In this conversation we were talking about restaurant closings, competing food vendors and account relationships. His regional manager rates accounts A,B, and C and has this to say about them:
An “A” account is high volume (better than 3K per week average purchases) and pays bills on time. “Never lose an “A” account”
A “B” account is moderate to high volume (better than 1K per week average purchases) and pays bills on time. “Try to grow these accounts into “A” customers. Good core business.”
“C” accounts buy less than 1K per week on average or are somewhat larger with payment issues. “Consider dropping these accounts to improve sales rep time use effectiveness. In the current environment, cut NO SLACK on payment issues.”
I promise you that “C” accounts are not getting good pricing or access to specials.
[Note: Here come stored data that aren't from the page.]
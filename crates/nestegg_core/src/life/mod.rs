//! Life events that move money every month: work, benefits, medical care
//! and children.

mod children;
mod health;
mod job;
mod social_security;

pub use children::Child;
pub use health::{AssistedLiving, HealthCare};
pub use job::{Job, UNEMPLOYMENT_BENEFIT};
pub use social_security::{EARLY_AGE, SocialSecurity};
//! Cushion top-offs, crisis home sales and reinvestment over full runs

use jiff::civil::date;

use super::fixtures::pinned_state;
use crate::config::{HomeConfig, HouseholdBuilder, HouseholdConfig};
use crate::ledger::memo;
use crate::model::{SALE_COMMISSION, label};
use crate::simulation::run;

fn paid_off_home() -> HomeConfig {
    HomeConfig {
        value: 300_000.0,
        ..HomeConfig::default()
    }
}

fn cash_strapped() -> HouseholdBuilder {
    HouseholdBuilder::new("Pat", "1960-01-01")
        .cash(1_000.0)
        .cushion(20_000.0)
        .monthly_living(2_000.0)
}

// ============================================================================
// Top-offs
// ============================================================================

#[test]
fn test_cushion_is_refilled_from_savings() {
    let config: HouseholdConfig = cash_strapped().slush_fund("Savings", 200_000.0).build();
    let result = run(pinned_state(&config, date(2025, 1, 1), 0.0, date(2027, 1, 1)));

    let first = result.balances[0].get("Cash").unwrap();
    assert!((first - 20_000.0).abs() < 0.01, "refilled to the cushion, got {first}");
    for snapshot in &result.balances {
        let cash = snapshot.get("Cash").unwrap();
        assert!(
            cash >= 15_000.0 - 0.01,
            "cash {cash} fell below 75% of the cushion on {}",
            snapshot.date
        );
    }
    let pulls = result
        .transactions
        .iter()
        .filter(|t| t.memo == memo::CUSHION)
        .count();
    assert!(pulls >= 8, "about one pull every three months, got {pulls}");
    assert!(!result.events.has(label::LIQUIDITY_CRISIS));
}

#[test]
fn test_locked_retirement_savings_are_not_touched() {
    let config = HouseholdBuilder::new("Pat", "1980-01-01")
        .cash(1_000.0)
        .cushion(20_000.0)
        .monthly_living(2_000.0)
        .tax_deferred("Work", 200_000.0)
        .build();
    let result = run(pinned_state(&config, date(2025, 1, 1), 0.0, date(2026, 1, 1)));
    assert!(
        result.transactions.iter().all(|t| t.memo != memo::CUSHION),
        "a 45 year old cannot draw on a 401k"
    );
    let last = result.balances.last().unwrap().get("Cash").unwrap();
    assert!(last < 0.0, "cash overdraws instead, got {last}");
}

// ============================================================================
// Crisis
// ============================================================================

#[test]
fn test_crisis_sells_the_home() {
    let config = cash_strapped().home(paid_off_home()).build();
    let result = run(pinned_state(&config, date(2025, 1, 1), 0.0, date(2026, 1, 1)));

    let crisis: Vec<_> = result
        .events
        .iter()
        .filter(|e| e.value == label::LIQUIDITY_CRISIS)
        .collect();
    assert_eq!(crisis.len(), 1, "the home can only be sold once");
    assert_eq!(crisis[0].date, date(2025, 1, 1));
    assert!(result.events.has(label::SELL_HOUSE));

    let first = &result.balances[0];
    assert!(first.get("Home").is_none(), "home is gone after the sale");
    let commission: f64 = result
        .transactions
        .iter()
        .filter(|t| t.memo == memo::HOME_SALE_COMMISSION)
        .map(|t| -t.amount)
        .sum();
    let proceeds: f64 = result
        .transactions
        .iter()
        .filter(|t| t.memo == memo::HOME_SALE)
        .map(|t| t.amount)
        .sum();
    assert!((commission - proceeds * SALE_COMMISSION).abs() < 1e-6);
    assert!(first.get("Cash").unwrap() > 250_000.0, "proceeds land in cash");
}

#[test]
fn test_sale_proceeds_are_reinvested_above_the_floor() {
    let config = cash_strapped()
        .slush_fund("Savings", 0.0)
        .home(paid_off_home())
        .build();
    let result = run(pinned_state(&config, date(2025, 1, 1), 0.0, date(2026, 1, 1)));

    assert!(result.events.has(label::LIQUIDITY_CRISIS));
    let first = &result.balances[0];
    let cash = first.get("Cash").unwrap();
    assert!((cash - 30_000.0).abs() < 0.01, "keeps one and a half cushions, got {cash}");
    let reinvested: f64 = result
        .transactions
        .iter()
        .filter(|t| t.memo == memo::REINVEST)
        .map(|t| -t.amount)
        .sum();
    assert!(reinvested > 240_000.0, "the rest goes back to work, got {reinvested}");
    assert!(first.get("Acct 0 - Savings").is_some());
}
In the current economy, there will be many restaurants that fail. The food vendors are experiencing the same declines all of us are. Like us, they are looking at sources of risk, places to save money, ways to get more efficient and cut costs.
How do we make ourselves more valuable as customers? How do we get the support we need from our vendors?
- Use an order pattern that does not run up costs for vendors. Consider less frequent orders to keep the “per delivery” value up where the vendor needs it to be.
- Keep the financial side of the relationship in perfect order. Pay bills on time with no monkeying around. Negotiate terms that work for you and stick to them. An agreement to hold checks is not an agreement on terms. It is a pain in the keester. I say this from the perspective of someone who has been in the role of vendor to small businesses for 20 years (not in pizza, but in my other professional life).
If your finances are so close to the edge and you do not have the resources to build up your cash position by a couple of thousand dollars as Piper suggests you are just circling the bowl. Transfer the money from other assets, borrow it from family. Stop taking a paycheck for a couple of weeks… do something. The problem is yours not the vendors.